(The input begins)

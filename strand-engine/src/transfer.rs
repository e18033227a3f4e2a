//! Local transfer engine
//!
//! Each part is buffered in memory and stored as a single segment when the
//! sink is closed.

use async_trait::async_trait;
use parking_lot::Mutex;
use std::sync::Arc;
use strand_core::metainfo::SegmentPosition;
use strand_core::stream::{ETagSource, OpenPartParams, PartSink, TransferEngine};
use strand_core::*;
use tokio_util::sync::CancellationToken;
use tracing::debug;

use crate::LocalMetainfo;

/// [`TransferEngine`] storing segments through a [`LocalMetainfo`].
///
/// Closing a sink writes and fsyncs synchronously, blocking the runtime
/// thread it runs on.
#[derive(Clone)]
pub struct LocalTransfer {
    metainfo: LocalMetainfo,
}

impl LocalTransfer {
    pub fn new(metainfo: LocalMetainfo) -> Self {
        LocalTransfer { metainfo }
    }
}

#[async_trait]
impl TransferEngine for LocalTransfer {
    async fn open_part(
        &self,
        params: OpenPartParams,
        etag: Arc<dyn ETagSource>,
        cancel: CancellationToken,
    ) -> Result<Box<dyn PartSink>> {
        if self.metainfo.pending_object(&params.stream_id)?.is_none() {
            return Err(RpcError::not_found(format!("object not found: {}", params.key)).into());
        }

        debug!(
            "Part opened: bucket={}, stream={}, part={}",
            params.bucket, params.stream_id, params.part_number
        );
        Ok(Box::new(LocalPartSink {
            metainfo: self.metainfo.clone(),
            params,
            etag,
            cancel,
            state: Mutex::new(SinkState::default()),
        }))
    }
}

#[derive(Debug, Default, Clone, Copy, PartialEq, Eq)]
enum Phase {
    #[default]
    Open,
    Closed,
    Aborted,
}

#[derive(Default)]
struct SinkState {
    buffer: Vec<u8>,
    phase: Phase,
    part: Option<Part>,
}

pub struct LocalPartSink {
    metainfo: LocalMetainfo,
    params: OpenPartParams,
    etag: Arc<dyn ETagSource>,
    cancel: CancellationToken,
    state: Mutex<SinkState>,
}

impl LocalPartSink {
    fn check_open(&self, state: &SinkState) -> Result<()> {
        if self.cancel.is_cancelled() {
            return Err(StrandError::Canceled);
        }
        match state.phase {
            Phase::Open => Ok(()),
            Phase::Closed => Err(StrandError::Internal("part sink is closed".to_string())),
            Phase::Aborted => Err(StrandError::Internal("part sink is aborted".to_string())),
        }
    }
}

#[async_trait]
impl PartSink for LocalPartSink {
    async fn write(&self, buf: &[u8]) -> Result<usize> {
        let mut state = self.state.lock();
        self.check_open(&state)?;
        state.buffer.extend_from_slice(buf);
        Ok(buf.len())
    }

    async fn close(&self) -> Result<()> {
        let data = {
            let mut state = self.state.lock();
            self.check_open(&state)?;
            state.phase = Phase::Closed;
            std::mem::take(&mut state.buffer)
        };

        let position = SegmentPosition {
            part_number: self.params.part_number as i32,
            index: 0,
        };
        let record = self
            .metainfo
            .put_segment(&self.params.stream_id, position, &data, self.etag.etag())?;

        self.state.lock().part = Some(Part {
            part_number: self.params.part_number,
            size: record.plain_size,
            modified: Some(record.created_at),
            etag: record.etag,
        });
        Ok(())
    }

    async fn abort(&self) -> Result<()> {
        let mut state = self.state.lock();
        state.phase = Phase::Aborted;
        state.buffer.clear();
        Ok(())
    }

    async fn release(&self) -> Result<()> {
        Ok(())
    }

    fn part(&self) -> Option<Part> {
        self.state.lock().part.clone()
    }
}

(The input ends)

• What to work on
Reproduce all the records precisely.

• Answer to this problem
filename strand-engine/src/transfer.rs
repository e18033227a3f4e2a
//! Local transfer engine
//!
//! Each part is buffered in memory and stored as a single segment when the
//! sink is closed.

use async_trait::async_trait;
use parking_lot::Mutex;
use std::sync::Arc;
use strand_core::metainfo::SegmentPosition;
use strand_core::stream::{ETagSource, OpenPartParams, PartSink, TransferEngine};
use strand_core::*;
use tokio_util::sync::CancellationToken;
use tracing::debug;

use crate::LocalMetainfo;

/// [`TransferEngine`] storing segments through a [`LocalMetainfo`].
///
/// Closing a sink writes and fsyncs synchronously, blocking the runtime
/// thread it runs on.
#[derive(Clone)]
pub struct LocalTransfer {
    metainfo: LocalMetainfo,
}

impl LocalTransfer {
    pub fn new(metainfo: LocalMetainfo) -> Self {
        LocalTransfer { metainfo }
    }
}

#[async_trait]
impl TransferEngine for LocalTransfer {
    async fn open_part(
        &self,
        params: OpenPartParams,
        etag: Arc<dyn ETagSource>,
        cancel: CancellationToken,
    ) -> Result<Box<dyn PartSink>> {
        if self.metainfo.pending_object(&params.stream_id)?.is_none() {
            return Err(RpcError::not_found(format!("object not found: {}", params.key)).into());
        }

        debug!(
            "Part opened: bucket={}, stream={}, part={}",
            params.bucket, params.stream_id, params.part_number
        );
        Ok(Box::new(LocalPartSink {
            metainfo: self.metainfo.clone(),
            params,
            etag,
            cancel,
            state: Mutex::new(SinkState::default()),
        }))
    }
}

#[derive(Debug, Default, Clone, Copy, PartialEq, Eq)]
enum Phase {
    #[default]
    Open,
    Closed,
    Aborted,
}

#[derive(Default)]
struct SinkState {
    buffer: Vec<u8>,
    phase: Phase,
    part: Option<Part>,
}

pub struct LocalPartSink {
    metainfo: LocalMetainfo,
    params: OpenPartParams,
    etag: Arc<dyn ETagSource>,
    cancel: CancellationToken,
    state: Mutex<SinkState>,
}

impl LocalPartSink {
    fn check_open(&self, state: &SinkState) -> Result<()> {
        if self.cancel.is_cancelled() {
            return Err(StrandError::Canceled);
        }
        match state.phase {
            Phase::Open => Ok(()),
            Phase::Closed => Err(StrandError::Internal("part sink is closed".to_string())),
            Phase::Aborted => Err(StrandError::Internal("part sink is aborted".to_string())),
        }
    }
}

#[async_trait]
impl PartSink for LocalPartSink {
    async fn write(&self, buf: &[u8]) -> Result<usize> {
        let mut state = self.state.lock();
        self.check_open(&state)?;
        state.buffer.extend_from_slice(buf);
        Ok(buf.len())
    }

    async fn close(&self) -> Result<()> {
        let data = {
            let mut state = self.state.lock();
            self.check_open(&state)?;
            state.phase = Phase::Closed;
            std::mem::take(&mut state.buffer)
        };

        let position = SegmentPosition {
            part_number: self.params.part_number as i32,
            index: 0,
        };
        let record = self
            .metainfo
            .put_segment(&self.params.stream_id, position, &data, self.etag.etag())?;

        self.state.lock().part = Some(Part {
            part_number: self.params.part_number,
            size: record.plain_size,
            modified: Some(record.created_at),
            etag: record.etag,
        });
        Ok(())
    }

    async fn abort(&self) -> Result<()> {
        let mut state = self.state.lock();
        state.phase = Phase::Aborted;
        state.buffer.clear();
        Ok(())
    }

    async fn release(&self) -> Result<()> {
        Ok(())
    }

    fn part(&self) -> Option<Part> {
        self.state.lock().part.clone()
    }
}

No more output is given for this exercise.